━━━━━ Extracted information

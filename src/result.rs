//! The outcome of one generation request.

use serde::{Deserialize, Serialize};

use crate::artifact::ArtifactKind;
use crate::error::ErrorInfo;
use crate::resource::{ResourceHandle, ResourceRegistry};

/// The three handles produced by a successful request.
#[derive(Debug)]
pub struct ArtifactHandles {
    pub ico: ResourceHandle,
    pub png: ResourceHandle,
    pub svg: ResourceHandle,
}

impl ArtifactHandles {
    /// Returns the handle for one format.
    pub fn get(&self, kind: ArtifactKind) -> &ResourceHandle {
        match kind {
            ArtifactKind::Icon => &self.ico,
            ArtifactKind::Raster => &self.png,
            ArtifactKind::Vector => &self.svg,
        }
    }

    /// Releases all three handles.
    pub fn release(self, registry: &ResourceRegistry) {
        registry.release(self.ico);
        registry.release(self.png);
        registry.release(self.svg);
    }
}

/// Result of a generation request.
///
/// A request either yields all three handles or an error, never a mix. The
/// handles belong to the caller, who must release them (see
/// [`release_all`](Self::release_all)) before discarding the result.
#[derive(Debug)]
#[must_use = "generation results hold resources that must be released"]
pub struct GenerationResult {
    outcome: Result<ArtifactHandles, ErrorInfo>,
}

impl GenerationResult {
    /// Creates a successful result.
    pub fn succeeded(handles: ArtifactHandles) -> Self {
        Self { outcome: Ok(handles) }
    }

    /// Creates a failed result with no handles.
    pub fn failed(error: impl Into<ErrorInfo>) -> Self {
        Self {
            outcome: Err(error.into()),
        }
    }

    /// Returns true if all three artifacts were produced.
    pub fn is_success(&self) -> bool {
        self.outcome.is_ok()
    }

    /// Returns the error, if the request failed.
    pub fn error(&self) -> Option<&ErrorInfo> {
        self.outcome.as_ref().err()
    }

    /// Returns the handles, if the request succeeded.
    pub fn handles(&self) -> Option<&ArtifactHandles> {
        self.outcome.as_ref().ok()
    }

    /// Returns the icon handle, if the request succeeded.
    pub fn ico_handle(&self) -> Option<&ResourceHandle> {
        self.handles().map(|h| &h.ico)
    }

    /// Returns the PNG handle, if the request succeeded.
    pub fn png_handle(&self) -> Option<&ResourceHandle> {
        self.handles().map(|h| &h.png)
    }

    /// Returns the SVG handle, if the request succeeded.
    pub fn svg_handle(&self) -> Option<&ResourceHandle> {
        self.handles().map(|h| &h.svg)
    }

    /// Takes ownership of the handles, or the error.
    pub fn into_outcome(self) -> Result<ArtifactHandles, ErrorInfo> {
        self.outcome
    }

    /// Returns the serializable URL view of this result.
    pub fn urls(&self) -> GenerationUrls {
        match &self.outcome {
            Ok(handles) => GenerationUrls {
                ico_url: Some(handles.ico.url().to_string()),
                png_url: Some(handles.png.url().to_string()),
                svg_url: Some(handles.svg.url().to_string()),
                error: None,
            },
            Err(error) => GenerationUrls {
                ico_url: None,
                png_url: None,
                svg_url: None,
                error: Some(error.message.clone()),
            },
        }
    }

    /// Releases every handle held by this result.
    pub fn release_all(self, registry: &ResourceRegistry) {
        if let Ok(handles) = self.outcome {
            handles.release(registry);
        }
    }
}

/// URL view of a [`GenerationResult`] for handing to a UI layer.
///
/// # JSON Format
///
/// ```json
/// {
///   "icoUrl": "blob:favicon/1b4e28ba-2fa1-11d2-883f-0016d3cca427",
///   "pngUrl": "blob:favicon/6fa459ea-ee8a-3ca4-894e-db77e160355e",
///   "svgUrl": "blob:favicon/886313e1-3b8a-5372-9b90-0c9aee199e5d",
///   "error": null
/// }
/// ```
#[derive(Debug, Clone, PartialEq, Eq, Serialize, Deserialize)]
#[cfg_attr(feature = "jsonschema", derive(schemars::JsonSchema))]
#[serde(rename_all = "camelCase")]
pub struct GenerationUrls {
    pub ico_url: Option<String>,
    pub png_url: Option<String>,
    pub svg_url: Option<String>,
    pub error: Option<String>,
}

impl GenerationUrls {
    /// Serializes the view to a JSON string.
    pub fn to_json(&self) -> Result<String, serde_json::Error> {
        serde_json::to_string(self)
    }
}
//! SVG rasterization utilities using resvg/usvg.
//!
//! The resvg backend draws glyphs by rendering a one-element SVG document
//! and compositing it onto the surface. This module holds the parsing,
//! pixmap conversion and compositing helpers for that.

use std::sync::Arc;

use image::{Rgba, RgbaImage};
use resvg::tiny_skia::{Pixmap, Transform};
use resvg::usvg::{Options, Tree, fontdb};

use crate::error::TextRenderError;

// ============================================================================
// SVG Rendering
// ============================================================================

/// Parses an SVG document, shaping any text with `fontdb`.
///
/// Text that no loaded face can shape is dropped from the returned tree.
pub fn parse_svg(svg_data: &str, fontdb: &Arc<fontdb::Database>) -> Result<Tree, TextRenderError> {
    let opts = Options {
        fontdb: Arc::clone(fontdb),
        ..Options::default()
    };
    Tree::from_str(svg_data, &opts).map_err(|e| TextRenderError(e.to_string()))
}

/// Returns true if the tree holds anything to draw.
pub fn has_content(tree: &Tree) -> bool {
    !tree.root().children().is_empty()
}

/// Renders a parsed tree to an RGBA image of exactly `width x height`.
///
/// The document is drawn at its own coordinate scale, so a document whose
/// viewbox matches the target size maps one unit to one pixel.
pub fn render_tree(tree: &Tree, width: u32, height: u32) -> Result<RgbaImage, TextRenderError> {
    let mut pixmap = Pixmap::new(width, height)
        .ok_or_else(|| TextRenderError(format!("cannot allocate {width}x{height} pixmap")))?;

    let svg_size = tree.size();
    let scale_x = width as f32 / svg_size.width();
    let scale_y = height as f32 / svg_size.height();
    resvg::render(tree, Transform::from_scale(scale_x, scale_y), &mut pixmap.as_mut());

    Ok(pixmap_to_rgba_image(&pixmap))
}

/// Converts a tiny_skia Pixmap to an image::RgbaImage.
pub fn pixmap_to_rgba_image(pixmap: &Pixmap) -> RgbaImage {
    let width = pixmap.width();
    let height = pixmap.height();

    // tiny_skia stores premultiplied RGBA in row-major order
    let raw: Vec<u8> = pixmap
        .pixels()
        .iter()
        .flat_map(|p| {
            let (r, g, b, a) = unpremultiply(p.red(), p.green(), p.blue(), p.alpha());
            [r, g, b, a]
        })
        .collect();

    RgbaImage::from_raw(width, height, raw).unwrap_or_else(|| RgbaImage::new(width, height))
}

/// Converts a premultiplied sample back to straight alpha.
fn unpremultiply(r: u8, g: u8, b: u8, a: u8) -> (u8, u8, u8, u8) {
    let alpha = u32::from(a);
    let channel = |c: u8| match alpha {
        0 => 0,
        255 => c,
        _ => ((u32::from(c) * 255 + alpha / 2) / alpha).min(255) as u8,
    };
    (channel(r), channel(g), channel(b), a)
}

// ============================================================================
// Compositing
// ============================================================================

/// Composites a source image onto a destination image at the specified position.
///
/// Uses standard alpha blending (source over destination).
pub fn composite_over(dest: &mut RgbaImage, src: &RgbaImage, x: i32, y: i32) {
    let dest_width = dest.width() as i32;
    let dest_height = dest.height() as i32;

    for (sx, sy, src_pixel) in src.enumerate_pixels() {
        let dx = x + sx as i32;
        let dy = y + sy as i32;

        if dx < 0 || dy < 0 || dx >= dest_width || dy >= dest_height {
            continue;
        }

        // Fully transparent source pixels leave the destination untouched
        if src_pixel[3] == 0 {
            continue;
        }

        let dst_pixel = dest.get_pixel_mut(dx as u32, dy as u32);
        *dst_pixel = alpha_blend(*src_pixel, *dst_pixel);
    }
}

/// Source-over blend of one straight-alpha sample onto another.
fn alpha_blend(src: Rgba<u8>, dst: Rgba<u8>) -> Rgba<u8> {
    let sa = u32::from(src[3]);
    if sa == 255 {
        return src;
    }

    // The favicon surface is filled with an opaque background, so this is the
    // common case and the result stays opaque.
    if dst[3] == 255 {
        let mix = |s: u8, d: u8| ((u32::from(s) * sa + u32::from(d) * (255 - sa) + 127) / 255) as u8;
        return Rgba([mix(src[0], dst[0]), mix(src[1], dst[1]), mix(src[2], dst[2]), 255]);
    }

    let sa = sa as f32 / 255.0;
    let da = dst[3] as f32 / 255.0;
    let out_a = sa + da * (1.0 - sa);
    if out_a == 0.0 {
        return Rgba([0, 0, 0, 0]);
    }

    let mix = |s: u8, d: u8| {
        let out = (s as f32 * sa + d as f32 * da * (1.0 - sa)) / out_a;
        out.round().min(255.0) as u8
    };
    Rgba([
        mix(src[0], dst[0]),
        mix(src[1], dst[1]),
        mix(src[2], dst[2]),
        (out_a * 255.0).round() as u8,
    ])
}

// ============================================================================
// Tests
// ============================================================================

#[cfg(test)]
mod tests {
    use super::*;

    const SQUARE_SVG: &str = r##"<svg xmlns="http://www.w3.org/2000/svg" width="32" height="32" viewBox="0 0 32 32"><rect x="8" y="8" width="16" height="16" fill="#ff0000"/></svg>"##;

    fn empty_fontdb() -> Arc<fontdb::Database> {
        Arc::new(fontdb::Database::new())
    }

    fn render(svg: &str) -> Result<RgbaImage, TextRenderError> {
        let tree = parse_svg(svg, &empty_fontdb())?;
        render_tree(&tree, 32, 32)
    }

    #[test]
    fn render_simple_svg() {
        let img = render(SQUARE_SVG).unwrap();

        assert_eq!(img.dimensions(), (32, 32));
        assert_eq!(img.get_pixel(16, 16).0, [255, 0, 0, 255]);
        assert_eq!(img.get_pixel(0, 0).0, [0, 0, 0, 0]);
    }

    #[test]
    fn render_rejects_malformed_markup() {
        assert!(render("<svg").is_err());
    }

    #[test]
    fn text_without_fonts_leaves_tree_empty() {
        let svg = r#"<svg xmlns="http://www.w3.org/2000/svg" width="32" height="32"><text x="16" y="16">F</text></svg>"#;
        let tree = parse_svg(svg, &empty_fontdb()).unwrap();
        assert!(!has_content(&tree));

        let square = parse_svg(SQUARE_SVG, &empty_fontdb()).unwrap();
        assert!(has_content(&square));
    }

    #[test]
    fn half_transparent_pixel_unpremultiplies() {
        assert_eq!(unpremultiply(64, 0, 128, 128), (128, 0, 255, 128));
        assert_eq!(unpremultiply(9, 9, 9, 0), (0, 0, 0, 0));
    }

    #[test]
    fn blend_onto_opaque_stays_opaque() {
        let out = alpha_blend(Rgba([255, 255, 255, 128]), Rgba([0, 0, 0, 255]));
        assert_eq!(out.0, [128, 128, 128, 255]);

        let opaque = Rgba([1, 2, 3, 255]);
        assert_eq!(alpha_blend(opaque, Rgba([9, 9, 9, 255])), opaque);
    }

    #[test]
    fn blend_onto_transparent_keeps_source() {
        let out = alpha_blend(Rgba([200, 100, 50, 128]), Rgba([0, 0, 0, 0]));
        assert_eq!(out.0, [200, 100, 50, 128]);
    }

    #[test]
    fn composite_simple() {
        let mut dest = RgbaImage::from_pixel(10, 10, Rgba([255, 0, 0, 255]));
        let src = RgbaImage::from_pixel(4, 4, Rgba([0, 0, 255, 255]));

        composite_over(&mut dest, &src, 3, 3);

        assert_eq!(dest.get_pixel(5, 5).0, [0, 0, 255, 255]);
        assert_eq!(dest.get_pixel(0, 0).0, [255, 0, 0, 255]);
    }

    #[test]
    fn composite_with_transparency() {
        let mut dest = RgbaImage::from_pixel(10, 10, Rgba([255, 0, 0, 255]));
        let src = RgbaImage::from_pixel(4, 4, Rgba([0, 0, 255, 128]));

        composite_over(&mut dest, &src, 0, 0);

        let pixel = dest.get_pixel(0, 0);
        assert!(pixel[0] > 0, "Should have some red");
        assert!(pixel[2] > 0, "Should have some blue");
        assert_eq!(pixel[3], 255);
    }

    #[test]
    fn composite_clips_to_destination() {
        let mut dest = RgbaImage::from_pixel(4, 4, Rgba([255, 255, 255, 255]));
        let src = RgbaImage::from_pixel(4, 4, Rgba([0, 0, 0, 255]));

        composite_over(&mut dest, &src, 2, -2);

        assert_eq!(dest.get_pixel(3, 1).0, [0, 0, 0, 255]);
        assert_eq!(dest.get_pixel(3, 2).0, [255, 255, 255, 255]);
        assert_eq!(dest.get_pixel(1, 0).0, [255, 255, 255, 255]);
    }
}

━━━━━━━━━━

- **What is needed**
Go through the listing above and return each line where the word "that" occurs.

- **Task response**
#[must_use = "generation results hold resources that must be released"]
//! pixmap conversion and compositing helpers for that.
/// Text that no loaded face can shape is dropped from the returned tree.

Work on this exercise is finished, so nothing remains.